> Required work
The word "includes" marks the lines to find; copy every such line from the data below.

(Collected data entries)
BEGIN

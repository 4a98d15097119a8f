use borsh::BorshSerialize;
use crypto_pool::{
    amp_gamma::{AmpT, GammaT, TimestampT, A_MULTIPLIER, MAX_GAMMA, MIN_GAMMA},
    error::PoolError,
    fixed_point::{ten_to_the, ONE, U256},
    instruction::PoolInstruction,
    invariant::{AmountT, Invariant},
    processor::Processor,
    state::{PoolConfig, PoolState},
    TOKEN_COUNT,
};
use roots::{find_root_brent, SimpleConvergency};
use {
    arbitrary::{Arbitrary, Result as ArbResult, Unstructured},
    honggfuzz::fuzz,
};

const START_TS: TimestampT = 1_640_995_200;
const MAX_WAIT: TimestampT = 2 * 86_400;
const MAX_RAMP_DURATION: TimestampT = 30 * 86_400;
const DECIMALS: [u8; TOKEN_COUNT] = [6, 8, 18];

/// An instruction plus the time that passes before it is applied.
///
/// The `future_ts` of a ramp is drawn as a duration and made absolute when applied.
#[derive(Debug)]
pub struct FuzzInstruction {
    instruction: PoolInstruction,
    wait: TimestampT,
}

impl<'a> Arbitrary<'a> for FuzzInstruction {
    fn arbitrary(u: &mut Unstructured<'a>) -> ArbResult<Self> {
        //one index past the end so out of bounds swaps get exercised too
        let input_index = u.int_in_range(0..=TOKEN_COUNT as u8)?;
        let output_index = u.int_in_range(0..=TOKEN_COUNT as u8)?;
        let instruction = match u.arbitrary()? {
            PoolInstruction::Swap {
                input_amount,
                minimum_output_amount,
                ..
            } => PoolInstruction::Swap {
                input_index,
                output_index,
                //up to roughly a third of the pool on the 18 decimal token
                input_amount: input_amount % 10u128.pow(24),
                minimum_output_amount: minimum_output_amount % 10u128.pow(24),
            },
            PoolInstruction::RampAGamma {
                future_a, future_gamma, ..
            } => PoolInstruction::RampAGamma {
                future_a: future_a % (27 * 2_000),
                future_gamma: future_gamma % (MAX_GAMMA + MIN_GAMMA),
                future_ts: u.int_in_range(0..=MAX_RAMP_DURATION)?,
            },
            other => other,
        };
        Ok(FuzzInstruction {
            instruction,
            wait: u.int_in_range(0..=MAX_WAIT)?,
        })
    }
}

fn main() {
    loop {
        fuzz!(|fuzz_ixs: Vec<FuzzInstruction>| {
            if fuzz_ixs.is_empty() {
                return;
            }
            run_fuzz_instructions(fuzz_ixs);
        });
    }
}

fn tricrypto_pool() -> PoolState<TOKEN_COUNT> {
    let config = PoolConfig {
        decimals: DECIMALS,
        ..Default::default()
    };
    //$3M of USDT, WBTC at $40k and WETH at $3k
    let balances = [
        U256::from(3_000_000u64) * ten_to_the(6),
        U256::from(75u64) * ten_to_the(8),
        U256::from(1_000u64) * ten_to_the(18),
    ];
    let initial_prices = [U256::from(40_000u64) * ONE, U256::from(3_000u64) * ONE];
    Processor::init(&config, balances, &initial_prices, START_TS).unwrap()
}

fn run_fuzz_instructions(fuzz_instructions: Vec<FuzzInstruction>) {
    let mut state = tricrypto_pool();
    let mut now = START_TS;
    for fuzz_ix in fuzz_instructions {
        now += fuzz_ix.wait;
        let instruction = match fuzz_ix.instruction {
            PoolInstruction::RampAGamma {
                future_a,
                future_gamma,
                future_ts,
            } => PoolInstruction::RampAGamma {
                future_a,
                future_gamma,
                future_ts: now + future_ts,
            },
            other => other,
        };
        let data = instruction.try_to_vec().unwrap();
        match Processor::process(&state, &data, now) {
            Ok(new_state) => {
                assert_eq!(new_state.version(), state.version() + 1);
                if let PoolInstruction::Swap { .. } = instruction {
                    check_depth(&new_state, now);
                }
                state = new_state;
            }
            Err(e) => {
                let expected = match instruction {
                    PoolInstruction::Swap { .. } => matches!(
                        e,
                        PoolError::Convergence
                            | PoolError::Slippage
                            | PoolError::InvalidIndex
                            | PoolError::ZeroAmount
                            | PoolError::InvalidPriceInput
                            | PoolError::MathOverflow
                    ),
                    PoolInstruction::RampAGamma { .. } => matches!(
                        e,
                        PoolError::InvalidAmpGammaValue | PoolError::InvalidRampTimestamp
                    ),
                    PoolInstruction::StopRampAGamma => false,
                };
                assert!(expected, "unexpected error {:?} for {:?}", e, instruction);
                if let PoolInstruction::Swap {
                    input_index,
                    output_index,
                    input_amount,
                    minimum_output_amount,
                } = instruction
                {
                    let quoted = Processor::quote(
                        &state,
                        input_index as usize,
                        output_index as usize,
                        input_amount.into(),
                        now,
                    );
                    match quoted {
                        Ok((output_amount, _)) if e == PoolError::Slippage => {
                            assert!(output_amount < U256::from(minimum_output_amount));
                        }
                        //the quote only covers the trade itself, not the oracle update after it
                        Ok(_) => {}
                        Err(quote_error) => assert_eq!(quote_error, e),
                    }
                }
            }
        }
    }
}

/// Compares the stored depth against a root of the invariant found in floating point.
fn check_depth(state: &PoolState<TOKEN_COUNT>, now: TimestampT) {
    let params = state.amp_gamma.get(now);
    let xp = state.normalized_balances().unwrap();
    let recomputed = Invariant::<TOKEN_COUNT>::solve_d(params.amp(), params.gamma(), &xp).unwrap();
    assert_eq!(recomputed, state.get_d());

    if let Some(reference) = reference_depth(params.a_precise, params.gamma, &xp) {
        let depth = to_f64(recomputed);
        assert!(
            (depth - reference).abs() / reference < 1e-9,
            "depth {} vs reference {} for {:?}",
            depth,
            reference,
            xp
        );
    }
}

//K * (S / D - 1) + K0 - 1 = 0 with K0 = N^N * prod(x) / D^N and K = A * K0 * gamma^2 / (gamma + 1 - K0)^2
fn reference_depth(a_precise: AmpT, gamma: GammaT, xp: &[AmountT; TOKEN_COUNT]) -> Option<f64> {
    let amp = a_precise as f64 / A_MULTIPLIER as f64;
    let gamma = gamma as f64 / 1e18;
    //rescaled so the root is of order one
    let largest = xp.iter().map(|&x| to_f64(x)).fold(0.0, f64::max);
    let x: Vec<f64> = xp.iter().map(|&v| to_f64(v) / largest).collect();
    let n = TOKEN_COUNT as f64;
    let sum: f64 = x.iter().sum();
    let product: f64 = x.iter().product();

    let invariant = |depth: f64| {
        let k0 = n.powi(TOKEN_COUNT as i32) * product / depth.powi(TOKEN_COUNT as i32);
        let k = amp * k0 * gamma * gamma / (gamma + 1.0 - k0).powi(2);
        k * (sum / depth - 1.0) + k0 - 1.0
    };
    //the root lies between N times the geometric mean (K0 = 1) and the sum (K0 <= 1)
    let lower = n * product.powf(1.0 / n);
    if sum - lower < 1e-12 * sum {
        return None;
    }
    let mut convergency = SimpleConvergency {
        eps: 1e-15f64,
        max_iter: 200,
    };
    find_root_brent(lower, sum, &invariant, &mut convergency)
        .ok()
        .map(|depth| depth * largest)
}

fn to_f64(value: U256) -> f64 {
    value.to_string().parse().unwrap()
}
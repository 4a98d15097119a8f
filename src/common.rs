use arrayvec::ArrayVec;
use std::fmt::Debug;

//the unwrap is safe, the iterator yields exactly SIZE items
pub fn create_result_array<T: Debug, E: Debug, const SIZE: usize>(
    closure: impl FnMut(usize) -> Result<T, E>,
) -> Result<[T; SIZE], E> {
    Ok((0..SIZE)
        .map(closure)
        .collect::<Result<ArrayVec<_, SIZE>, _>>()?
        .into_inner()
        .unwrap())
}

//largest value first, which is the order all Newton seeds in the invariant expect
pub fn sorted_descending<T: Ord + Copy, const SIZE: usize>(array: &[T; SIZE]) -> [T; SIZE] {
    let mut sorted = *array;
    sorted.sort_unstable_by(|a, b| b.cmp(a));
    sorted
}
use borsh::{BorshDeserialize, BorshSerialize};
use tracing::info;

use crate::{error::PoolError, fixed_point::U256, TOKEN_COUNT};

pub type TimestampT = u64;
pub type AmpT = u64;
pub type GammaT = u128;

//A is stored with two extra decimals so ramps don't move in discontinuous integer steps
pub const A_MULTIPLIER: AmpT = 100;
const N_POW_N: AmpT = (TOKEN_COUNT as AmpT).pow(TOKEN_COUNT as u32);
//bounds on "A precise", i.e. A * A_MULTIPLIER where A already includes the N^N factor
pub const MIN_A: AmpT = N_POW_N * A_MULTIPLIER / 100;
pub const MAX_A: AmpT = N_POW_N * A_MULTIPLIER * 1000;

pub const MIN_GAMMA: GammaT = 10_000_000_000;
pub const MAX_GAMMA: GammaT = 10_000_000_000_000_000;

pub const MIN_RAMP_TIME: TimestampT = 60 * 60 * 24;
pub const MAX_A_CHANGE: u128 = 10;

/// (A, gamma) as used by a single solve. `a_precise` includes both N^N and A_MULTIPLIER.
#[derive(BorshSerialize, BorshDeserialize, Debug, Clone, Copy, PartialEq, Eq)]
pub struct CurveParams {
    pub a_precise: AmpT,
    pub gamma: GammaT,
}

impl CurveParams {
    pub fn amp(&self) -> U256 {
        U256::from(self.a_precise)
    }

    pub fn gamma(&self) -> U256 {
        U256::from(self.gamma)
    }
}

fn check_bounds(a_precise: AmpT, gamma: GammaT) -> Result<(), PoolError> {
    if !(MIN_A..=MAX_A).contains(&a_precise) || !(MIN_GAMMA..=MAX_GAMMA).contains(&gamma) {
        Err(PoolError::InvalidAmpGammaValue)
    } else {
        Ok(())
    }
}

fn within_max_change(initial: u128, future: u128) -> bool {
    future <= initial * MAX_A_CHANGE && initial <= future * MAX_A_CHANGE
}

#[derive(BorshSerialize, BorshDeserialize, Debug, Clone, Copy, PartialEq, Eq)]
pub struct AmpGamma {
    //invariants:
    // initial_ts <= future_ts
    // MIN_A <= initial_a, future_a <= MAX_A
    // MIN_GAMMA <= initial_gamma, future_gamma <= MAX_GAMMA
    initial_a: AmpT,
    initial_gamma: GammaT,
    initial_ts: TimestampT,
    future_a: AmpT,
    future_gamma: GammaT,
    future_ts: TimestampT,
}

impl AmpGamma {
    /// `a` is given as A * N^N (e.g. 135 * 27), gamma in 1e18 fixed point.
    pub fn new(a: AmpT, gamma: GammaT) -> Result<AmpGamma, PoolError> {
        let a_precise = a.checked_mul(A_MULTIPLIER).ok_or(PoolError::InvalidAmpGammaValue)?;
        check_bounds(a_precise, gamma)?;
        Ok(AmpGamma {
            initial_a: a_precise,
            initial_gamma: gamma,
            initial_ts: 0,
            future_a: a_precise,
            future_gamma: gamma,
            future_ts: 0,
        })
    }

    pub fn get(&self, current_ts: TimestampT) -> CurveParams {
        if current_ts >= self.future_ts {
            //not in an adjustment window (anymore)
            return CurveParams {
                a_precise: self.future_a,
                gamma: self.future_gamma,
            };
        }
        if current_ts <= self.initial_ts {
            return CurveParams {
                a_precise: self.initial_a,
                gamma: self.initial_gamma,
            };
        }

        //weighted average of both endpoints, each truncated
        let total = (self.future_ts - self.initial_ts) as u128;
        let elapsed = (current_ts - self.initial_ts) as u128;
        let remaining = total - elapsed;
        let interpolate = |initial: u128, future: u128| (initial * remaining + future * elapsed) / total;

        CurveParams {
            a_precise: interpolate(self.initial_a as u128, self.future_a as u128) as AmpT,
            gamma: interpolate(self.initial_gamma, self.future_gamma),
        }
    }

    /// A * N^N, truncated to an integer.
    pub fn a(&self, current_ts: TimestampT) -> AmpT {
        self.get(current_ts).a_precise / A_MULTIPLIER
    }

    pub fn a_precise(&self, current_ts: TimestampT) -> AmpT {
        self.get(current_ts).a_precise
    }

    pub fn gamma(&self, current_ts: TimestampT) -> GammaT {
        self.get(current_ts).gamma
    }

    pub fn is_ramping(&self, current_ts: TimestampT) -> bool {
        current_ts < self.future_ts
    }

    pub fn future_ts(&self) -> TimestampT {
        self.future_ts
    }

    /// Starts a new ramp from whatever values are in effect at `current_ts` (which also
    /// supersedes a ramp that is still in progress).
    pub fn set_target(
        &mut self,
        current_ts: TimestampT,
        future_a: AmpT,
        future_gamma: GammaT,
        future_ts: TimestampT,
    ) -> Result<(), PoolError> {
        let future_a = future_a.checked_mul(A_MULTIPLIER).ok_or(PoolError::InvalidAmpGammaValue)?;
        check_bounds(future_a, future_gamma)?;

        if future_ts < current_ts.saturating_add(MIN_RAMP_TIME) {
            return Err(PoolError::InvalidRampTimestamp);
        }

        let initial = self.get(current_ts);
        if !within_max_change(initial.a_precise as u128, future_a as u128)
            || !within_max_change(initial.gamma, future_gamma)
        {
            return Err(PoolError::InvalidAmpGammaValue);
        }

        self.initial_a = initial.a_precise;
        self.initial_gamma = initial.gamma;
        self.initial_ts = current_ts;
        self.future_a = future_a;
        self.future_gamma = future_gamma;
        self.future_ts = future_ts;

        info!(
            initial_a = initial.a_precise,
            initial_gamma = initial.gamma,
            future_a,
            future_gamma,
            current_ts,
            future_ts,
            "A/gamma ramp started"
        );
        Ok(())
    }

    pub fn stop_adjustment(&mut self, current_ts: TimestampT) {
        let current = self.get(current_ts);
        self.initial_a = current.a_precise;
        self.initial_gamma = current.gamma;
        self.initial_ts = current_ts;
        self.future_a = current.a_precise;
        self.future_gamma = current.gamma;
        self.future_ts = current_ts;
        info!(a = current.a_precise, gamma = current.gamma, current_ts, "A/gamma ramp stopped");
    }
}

END

> Solution
//bounds on "A precise", i.e. A * A_MULTIPLIER where A already includes the N^N factor
/// (A, gamma) as used by a single solve. `a_precise` includes both N^N and A_MULTIPLIER.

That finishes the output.